Peer-reviewed veterinary case report
Somatic hypermutation as a generator of antinuclear antibodies in a murine model of systemic autoimmunity.
- Journal:
- The Journal of experimental medicine
- Year:
- 2010
- Authors:
- Guo, Wenzhong et al.
- Affiliation:
- Integrated Department of Immunology · United States
Abstract
Systemic lupus erythematosus (SLE) is characterized by high-avidity IgG antinuclear antibodies (ANAs) that are almost certainly products of T cell-dependent immune responses. Whether critical amino acids in the third complementarity-determining region (CDR3) of the ANA originate from V(D)J recombination or somatic hypermutation (SHM) is not known.
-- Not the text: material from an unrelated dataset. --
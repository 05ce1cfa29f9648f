//! Command-line interface for lotwatch.

mod commands;
pub mod icons;

pub use commands::{is_verbose, run};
We studied a mouse model of SLE in which all somatic mutations within ANA V regions, including those in CDR3, could be unequivocally identified. Mutation reversion analyses revealed that ANA arose predominantly from nonautoreactive B cells that diversified immunoglobulin genes via SHM. The resolution afforded by this model allowed us to demonstrate that one ANA clone was generated by SHM after a V(H) gene replacement event. Mutations producing arginine substitutions were frequent and arose largely (66%) from base changes in just two codons: AGC and AGT. These codons are abundant in the repertoires of mouse and human V genes. Our findings reveal the predominant role of SHM in the development of ANA and underscore the importance of self-tolerance checkpoints at the postmutational stage of B cell differentiation.